Telstra last week announced that it will launch Telstra TV in September. This could be the “all-in-one” video streaming service many Australians have craved, bundling together the three leading video-on-demand (VoD) services: Netflix, Stan and Presto.
However, it also puts Telstra in an odd position, straddling multiple services, some of which compete with other products Telstra is intimately involved in, such as Foxtel.
It also underscores how the introduction of VoD services have disrupted and fragmented the television market in Australia. Even ISPs are now starting to play a role in delivering content to the biggest screen in the house.
So what will the future of television look like in Australia?
Telstra TV will run on the Roku 2 device, which is comparable in function to Google Chromecast and Apple TV. The Roku 2 already runs hundreds of international apps, although it is unclear how many will be available when the device launches in Australia.
An attractive feature of the new service could be that it will launch with access to Netflix and Presto, with Stan to follow. Telstra has said it is trying to negotiate a bundled price for all three services for less than A$30 a month.
The announcement by Telstra raises questions about where the company sees its future and involvement, not only as an ISP but also as a media distributor.
Telstra is already heavily involved in a number of areas of the Australian media, across broadcast and streaming. The company has an even share of 50% with News Corp Australia in Foxtel, which has Foxtel Play, arguably a competitor to Netflix, Stan and Presto. Foxtel itself is involved in a joint venture in Presto with Seven West Media.
Foxtel also recently purchased a 15% share in the Ten Network, and last year completed the joint production of Goggle Box with the network, which was broadcast on pay television with a one day delay to free-to-air (FTA).
In addition to Telstra’s various media company associations, it also has services that could be argued to compete with its new Telstra TV service. Telstra’s current T-Box could be seen as offering many similar digital services to Telstra TV. Despite this, there is no discussion that it will be discounted when the new service is launched.
One key reason for this could be due to the fact that T-Box provides access and recording of FTA broadcast television, similar to its competitor Fetch TV, a service linked with Optus and iiNet. The Roku 2 does not allow FTA viewing or recording, therefore solely relying on internet and app entertainment.
As a Telstra spokesperson said: “We will not be positioning this as a substitution for Foxtel at all. This is very much for non-pay TV customers.”
Despite this claim, Damien Tampling from Deloitte said there is “potential the move would cannibalise Foxtel customers”.
The Roku service does provide access to HBO Go, which provided immediate access to the most recent season of Game of Thrones, a series high on the piracy list for Australians. If HBO Go was to become available in Australia this would impact Foxtel, which relies heavily on exclusive programs such as Game of Thrones.

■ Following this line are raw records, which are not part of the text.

//! Raw SocketCAN device
//!
//! Frames up to 0x7FF are sent with a standard id, larger ids as extended.

use std::time::{Duration, Instant};

use parking_lot::Mutex;
use socketcan::{CanFrame, CanSocket, EmbeddedFrame, ExtendedId, Frame, Socket, StandardId};
use tracing::{debug, info};

use super::{DeviceError, DeviceFrame, DeviceSettings, DeviceTransport};

const MAX_STANDARD_ID: u32 = 0x7FF;

pub struct SocketCanDevice {
    socket: Mutex<Option<CanSocket>>,
}

impl SocketCanDevice {
    pub fn new() -> Self {
        Self {
            socket: Mutex::new(None),
        }
    }
}

impl Default for SocketCanDevice {
    fn default() -> Self {
        Self::new()
    }
}

fn to_can_frame(frame: &DeviceFrame) -> Result<CanFrame, DeviceError> {
    let built = if frame.id <= MAX_STANDARD_ID {
        StandardId::new(frame.id as u16).and_then(|id| CanFrame::new(id, &frame.data))
    } else {
        ExtendedId::new(frame.id).and_then(|id| CanFrame::new(id, &frame.data))
    };
    built.ok_or_else(|| {
        DeviceError::InvalidFrame(format!(
            "id 0x{:X} with {} data bytes",
            frame.id,
            frame.data.len()
        ))
    })
}

impl DeviceTransport for SocketCanDevice {
    fn open(&self, settings: &DeviceSettings) -> Result<(), DeviceError> {
        let DeviceSettings::Can { interface } = settings else {
            return Err(DeviceError::Unsupported(
                "SocketCAN device needs CAN settings".to_string(),
            ));
        };

        let socket = CanSocket::open(interface)
            .map_err(|e| DeviceError::OpenFailed(format!("{}: {}", interface, e)))?;
        socket
            .set_nonblocking(true)
            .map_err(|e| DeviceError::OpenFailed(format!("Failed to set non-blocking: {}", e)))?;

        info!(interface = %interface, "CAN socket opened");
        *self.socket.lock() = Some(socket);
        Ok(())
    }

    fn close(&self) -> Result<(), DeviceError> {
        if self.socket.lock().take().is_some() {
            debug!("CAN socket closed");
        }
        Ok(())
    }

    fn read(&self, timeout: Duration) -> Result<Option<DeviceFrame>, DeviceError> {
        let deadline = Instant::now() + timeout;
        loop {
            {
                let guard = self.socket.lock();
                let socket = guard.as_ref().ok_or(DeviceError::NotOpen)?;
                match socket.read_frame() {
                    Ok(frame) => {
                        return Ok(Some(DeviceFrame::new(frame.raw_id(), frame.data())));
                    }
                    Err(ref e) if e.kind() == std::io::ErrorKind::WouldBlock => {}
                    Err(e) => return Err(DeviceError::Io(e.to_string())),
                }
            }
            if Instant::now() >= deadline {
                return Ok(None);
            }
            std::thread::sleep(Duration::from_millis(1));
        }
    }

    fn write(&self, frame: &DeviceFrame) -> Result<(), DeviceError> {
        let can_frame = to_can_frame(frame)?;
        let guard = self.socket.lock();
        let socket = guard.as_ref().ok_or(DeviceError::NotOpen)?;
        socket
            .write_frame(&can_frame)
            .map_err(|e| DeviceError::Io(e.to_string()))
    }

    fn is_open(&self) -> bool {
        self.socket.lock().is_some()
    }
}

#[cfg(test)]
mod tests {
    use super::*;

    #[test]
    fn standard_and_extended_ids() {
        let standard = to_can_frame(&DeviceFrame::new(0x123, [1])).unwrap();
        assert_eq!(standard.raw_id(), 0x123);
        assert!(!standard.is_extended());

        let extended = to_can_frame(&DeviceFrame::new(0x18DA_F101, [1])).unwrap();
        assert_eq!(extended.raw_id(), 0x18DA_F101);
        assert!(extended.is_extended());
    }

    #[test]
    fn oversized_payload_is_rejected() {
        let err = to_can_frame(&DeviceFrame::new(0x123, [0u8; 9])).unwrap_err();
        assert!(matches!(err, DeviceError::InvalidFrame(_)));
    }

    #[test]
    fn read_without_open_fails() {
        let device = SocketCanDevice::new();
        assert_eq!(
            device.read(Duration::ZERO).unwrap_err(),
            DeviceError::NotOpen
        );
    }
}
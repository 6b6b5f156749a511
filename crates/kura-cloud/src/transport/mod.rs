//! Cloud-side transport layer
//!
//! The production transport is an MQTT client living outside this
//! workspace; it plugs in by implementing [`DataTransport`]. The loopback
//! transport here serves tests and the demo daemon.
//!
//! # Example
//!
//! ```ignore
//! use kura_cloud::config::DataTransportConfig;
//! use kura_cloud::transport::create_transport;
//!
//! let transport = create_transport(&DataTransportConfig::default())?;
//! transport.connect().await?;
//! ```

mod adapter;
pub mod error;
pub mod mock;

pub use adapter::{DataTransport, InboundMessage, MessageId, TransportEvent};
pub use error::TransportError;

use std::sync::Arc;

use crate::config::DataTransportConfig;

/// Create a data transport based on configuration
pub fn create_transport(
    config: &DataTransportConfig,
) -> Result<Arc<dyn DataTransport>, TransportError> {
    match config {
        DataTransportConfig::Loopback(cfg) => Ok(Arc::new(mock::MockDataTransport::new(cfg))),
    }
}
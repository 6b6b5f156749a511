//! Asset handler
//!
//! Exposes a catalog of assets and their channels:
//!
//! - `GET assets` lists assets. The body may be empty, `[]`, or a JSON
//!   array of `{"name": ...}` objects selecting assets by name.
//! - `EXEC read` reads channels: `[{"name": "a1", "channels": [{"name": "c1"}]}]`.
//!   Omitting `channels` reads every channel of the asset; an empty body
//!   reads every asset.
//! - `EXEC write` writes channels: `[{"name": "a1", "channels": [{"name": "c1", "value": 5}]}]`.
//!   The body is required.
//!
//! Replies carry the JSON result as body.

use std::collections::BTreeMap;
use std::sync::Arc;

use async_trait::async_trait;
use chrono::{DateTime, Utc};
use kura_core::{
    HandlerError, HandlerResult, RequestEnvelope, RequestHandler, RequestResources,
    ResponseEnvelope,
};
use parking_lot::RwLock;
use serde::{Deserialize, Serialize};
use serde_json::Value;
use tracing::debug;

use crate::config::AssetConfig;

#[derive(Debug, Clone, Copy, PartialEq, Eq, Serialize, Deserialize)]
#[serde(rename_all = "SCREAMING_SNAKE_CASE")]
pub enum ChannelValueType {
    Boolean,
    Integer,
    Float,
    String,
}

impl ChannelValueType {
    pub fn accepts(self, value: &Value) -> bool {
        match self {
            ChannelValueType::Boolean => value.is_boolean(),
            ChannelValueType::Integer => value.is_i64() || value.is_u64(),
            ChannelValueType::Float => value.is_number(),
            ChannelValueType::String => value.is_string(),
        }
    }
}

#[derive(Debug, Clone, Copy, Default, PartialEq, Eq, Serialize, Deserialize)]
#[serde(rename_all = "SCREAMING_SNAKE_CASE")]
pub enum ChannelMode {
    #[default]
    Read,
    Write,
    ReadWrite,
}

impl ChannelMode {
    pub fn readable(self) -> bool {
        matches!(self, ChannelMode::Read | ChannelMode::ReadWrite)
    }

    pub fn writable(self) -> bool {
        matches!(self, ChannelMode::Write | ChannelMode::ReadWrite)
    }
}

#[derive(Debug, Clone, PartialEq, Serialize, Deserialize)]
pub struct ChannelInfo {
    pub name: String,
    #[serde(rename = "type")]
    pub value_type: ChannelValueType,
    pub mode: ChannelMode,
}

#[derive(Debug, Clone, PartialEq, Serialize, Deserialize)]
pub struct AssetInfo {
    pub name: String,
    pub channels: Vec<ChannelInfo>,
}

/// Outcome of reading or writing one channel
#[derive(Debug, Clone, PartialEq, Serialize, Deserialize)]
pub struct ChannelRecord {
    pub asset: String,
    pub channel: String,
    #[serde(skip_serializing_if = "Option::is_none")]
    pub value: Option<Value>,
    pub timestamp: DateTime<Utc>,
    #[serde(skip_serializing_if = "Option::is_none")]
    pub error: Option<String>,
}
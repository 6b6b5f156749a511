//! Topic encoding and decoding.
//!
//! Every cloud topic has the shape
//! `[<controlPrefix>/]<account>/<deviceId>/<appId>[/<appTopic>]`.
//! For request traffic the first app-topic segment is the method token and
//! the remaining segments name the resources the request addresses.

use std::fmt;

use serde::{Deserialize, Serialize};

use crate::models::Envelope;

/// Suffix segment that marks a reply topic
pub const REPLY_SEGMENT: &str = "REPLY";

/// Whether a topic lives under the control prefix
#[derive(Debug, Clone, Copy, PartialEq, Eq, Hash, Default, Serialize, Deserialize)]
#[serde(rename_all = "lowercase")]
pub enum MessageType {
    #[default]
    Data,
    Control,
}

impl fmt::Display for MessageType {
    fn fmt(&self, f: &mut fmt::Formatter<'_>) -> fmt::Result {
        match self {
            MessageType::Data => write!(f, "data"),
            MessageType::Control => write!(f, "control"),
        }
    }
}

/// Request method token
#[derive(Debug, Clone, PartialEq, Eq, Hash)]
pub enum Method {
    Get,
    Put,
    Post,
    Del,
    Exec,
    /// Any token outside the known set; carried verbatim for error reporting
    Unknown(String),
}

impl Method {
    /// Parse a method token. Never fails; unknown tokens yield [`Method::Unknown`].
    pub fn parse(token: &str) -> Self {
        match token {
            "GET" => Method::Get,
            "PUT" => Method::Put,
            "POST" => Method::Post,
            "DEL" => Method::Del,
            "EXEC" => Method::Exec,
            other => Method::Unknown(other.to_string()),
        }
    }

    pub fn as_str(&self) -> &str {
        match self {
            Method::Get => "GET",
            Method::Put => "PUT",
            Method::Post => "POST",
            Method::Del => "DEL",
            Method::Exec => "EXEC",
            Method::Unknown(token) => token,
        }
    }

    pub fn is_known(&self) -> bool {
        !matches!(self, Method::Unknown(_))
    }
}

impl fmt::Display for Method {
    fn fmt(&self, f: &mut fmt::Formatter<'_>) -> fmt::Result {
        f.write_str(self.as_str())
    }
}

/// Topic layout settings
#[derive(Debug, Clone, PartialEq, Eq, Serialize, Deserialize)]
pub struct TopicOptions {
    /// Prefix prepended to control topics
    #[serde(default = "default_control_prefix")]
    pub control_prefix: String,
    /// Segment separator
    #[serde(default = "default_separator")]
    pub separator: String,
    /// Account token used for locally produced topics
    #[serde(default = "default_account_name")]
    pub account_name: String,
    /// Device (client) id used for locally produced topics
    #[serde(default = "default_client_id")]
    pub client_id: String,
}

fn default_control_prefix() -> String {
    "$EDC".to_string()
}

fn default_separator() -> String {
    "/".to_string()
}

fn default_account_name() -> String {
    "account-name".to_string()
}

fn default_client_id() -> String {
    "kura-gateway".to_string()
}

impl Default for TopicOptions {
    fn default() -> Self {
        Self {
            control_prefix: default_control_prefix(),
            separator: default_separator(),
            account_name: default_account_name(),
            client_id: default_client_id(),
        }
    }
}

/// A full topic split into its fixed parts
#[derive(Debug, Clone, PartialEq, Eq)]
pub struct ParsedTopic {
    pub message_type: MessageType,
    pub account: String,
    pub device_id: String,
    pub app_id: String,
    /// Everything after the app id; empty when absent
    pub app_topic: String,
}

/// Encodes and decodes cloud topics
#[derive(Debug, Clone, Default)]
pub struct TopicCodec {
    options: TopicOptions,
}

impl TopicCodec {
    pub fn new(options: TopicOptions) -> Self {
        Self { options }
    }

    pub fn options(&self) -> &TopicOptions {
        &self.options
    }

    /// Compose a full topic. An empty suffix adds no trailing separator.
    ///
    /// ```
    /// # use kura_core::topic::{MessageType, TopicCodec};
    /// let codec = TopicCodec::default();
    /// assert_eq!(
    ///     codec.encode(MessageType::Control, "acme", "gw-1", "heater", "GET/config"),
    ///     "$EDC/acme/gw-1/heater/GET/config"
    /// );
    /// assert_eq!(codec.encode(MessageType::Data, "acme", "gw-1", "heater", ""), "acme/gw-1/heater");
    /// ```
    pub fn encode(
        &self,
        kind: MessageType,
        account: &str,
        device_id: &str,
        app_id: &str,
        suffix: &str,
    ) -> String {
        let sep = self.options.separator.as_str();
        let mut topic = String::new();
        if kind == MessageType::Control {
            topic.push_str(&self.options.control_prefix);
            topic.push_str(sep);
        }
        topic.push_str(account);
        topic.push_str(sep);
        topic.push_str(device_id);
        topic.push_str(sep);
        topic.push_str(app_id);
        if !suffix.is_empty() {
            topic.push_str(sep);
            topic.push_str(suffix);
        }
        topic
    }

    /// [`encode`](Self::encode) with the configured account and client id
    pub fn encode_local(&self, kind: MessageType, app_id: &str, suffix: &str) -> String {
        self.encode(
            kind,
            &self.options.account_name,
            &self.options.client_id,
            app_id,
            suffix,
        )
    }

    /// Topic a reply to `request_id` is published on: a control topic
    /// addressed to the requester, suffixed `REPLY/<requestId>`.
    pub fn reply_topic(&self, requester_id: &str, app_id: &str, request_id: &str) -> String {
        self.encode(
            MessageType::Control,
            &self.options.account_name,
            requester_id,
            app_id,
            &format!("{}/{}", REPLY_SEGMENT, request_id),
        )
    }

    /// Split an application topic into method and resources
    ///
    /// ```
    /// # use kura_core::topic::{Method, TopicCodec};
    /// let codec = TopicCodec::default();
    /// let (method, resources) = codec.decode("PUT/config/mode");
    /// assert_eq!(method, Method::Put);
    /// assert_eq!(resources, vec!["config", "mode"]);
    /// ```
    pub fn decode(&self, app_topic: &str) -> (Method, Vec<String>) {
        let mut segments = app_topic.split(self.options.separator.as_str());
        let method = Method::parse(segments.next().unwrap_or_default());
        let resources = segments
            .filter(|s| !s.is_empty())
            .map(str::to_string)
            .collect();
        (method, resources)
    }

    /// Whether `topic` matches the wildcard `filter` under this codec's separator
    pub fn matches(&self, filter: &str, topic: &str) -> bool {
        topic_matches_with(filter, topic, &self.options.separator)
    }

    /// Split a full topic into prefix kind, account, device, app and app topic
    pub fn parse(&self, topic: &str) -> Option<ParsedTopic> {
        let sep = self.options.separator.as_str();
        let control_head = format!("{}{}", self.options.control_prefix, sep);
        let (message_type, rest) = match topic.strip_prefix(control_head.as_str()) {
            Some(rest) => (MessageType::Control, rest),
            None => (MessageType::Data, topic),
        };

        let mut parts = rest.splitn(4, sep);
        let account = parts.next()?;
        let device_id = parts.next()?;
        let app_id = parts.next()?;
        if account.is_empty() || device_id.is_empty() || app_id.is_empty() {
            return None;
        }

        Some(ParsedTopic {
            message_type,
            account: account.to_string(),
            device_id: device_id.to_string(),
            app_id: app_id.to_string(),
            app_topic: parts.next().unwrap_or_default().to_string(),
        })
    }
}

/// Replace `$name` placeholders with the matching metric values.
///
/// A name runs until whitespace or `/`. Placeholders with no matching
/// metric are left as written.
///
/// ```
/// # use kura_core::{models::Envelope, topic::expand_placeholders};
/// let env = Envelope::new().with_metric("room", "kitchen");
/// assert_eq!(expand_placeholders("rooms/$room/$floor", &env), "rooms/kitchen/$floor");
/// ```
pub fn expand_placeholders(template: &str, envelope: &Envelope) -> String {
    let mut out = String::with_capacity(template.len());
    let mut rest = template;

    while let Some(pos) = rest.find('$') {
        out.push_str(&rest[..pos]);
        let after = &rest[pos + 1..];
        let end = after
            .find(|c: char| c.is_whitespace() || c == '/')
            .unwrap_or(after.len());
        let name = &after[..end];

        match envelope.metric(name) {
            Some(value) if !name.is_empty() => out.push_str(&value.to_string()),
            _ => {
                out.push('$');
                out.push_str(name);
            }
        }
        rest = &after[end..];
    }

    out.push_str(rest);
    out
}

/// MQTT-style filter match (`+` one level, `#` the rest) on `/`-separated topics
///
/// ```
/// # use kura_core::topic::topic_matches;
/// assert!(topic_matches("sensors/+/temp", "sensors/kitchen/temp"));
/// assert!(topic_matches("sensors/#", "sensors/kitchen/temp"));
/// assert!(!topic_matches("sensors/+", "sensors/kitchen/temp"));
/// ```
pub fn topic_matches(filter: &str, topic: &str) -> bool {
    topic_matches_with(filter, topic, "/")
}

/// [`topic_matches`] with levels split on `separator`
pub fn topic_matches_with(filter: &str, topic: &str, separator: &str) -> bool {
    let mut filter_levels = filter.split(separator);
    let mut topic_levels = topic.split(separator);
    loop {
        match (filter_levels.next(), topic_levels.next()) {
            (Some("#"), _) => return true,
            (Some("+"), Some(_)) => continue,
            (Some(f), Some(t)) if f == t => continue,
            (None, None) => return true,
            _ => return false,
        }
    }
}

This move by Telstra also raises questions for the future of television and VoD in Australia, such as: who will be the big media players in the future?
Will the future of these services rest with the current traditional broadcasters, free-to-air and pay-TV? Or will ISPs play a larger role in this space in the future?
Telstra has the largest number of individual customers subscribed to Netflix of all Australian ISPs, but the lowest percentage: only 5.2%. This is far less than the leader, iiNet, at 16.8%.
Stan and Presto are yet to have a strong uptake since their launch at the beginning of this year. Recent figures show Netflix had three times more users than Presto, Stan, Quickflix and Foxtel Play combined.
Telstra’s spokesperson said live sports will be the reasons for customers to stay with Foxtel and free-to-air TV. But even sports broadcasting is changing, with new players such as YouTube, along with sporting organisations becoming their own broadcasters.
What’s next on TV?
There is no doubt that 2015 will be an interesting year for TV.
We will see how VoD might force old players to adapt to the changing media landscape.
Seven and Nine are already involved with VoD services, with only Ten yet to make a move in this space, although the recent purchase by Foxtel could change the network’s direction.
There will also be interest around any new players that may appear as the race continues to establish some structured approach to a changing media distribution environment. In this we might see ISPs take a greater role as media outlets.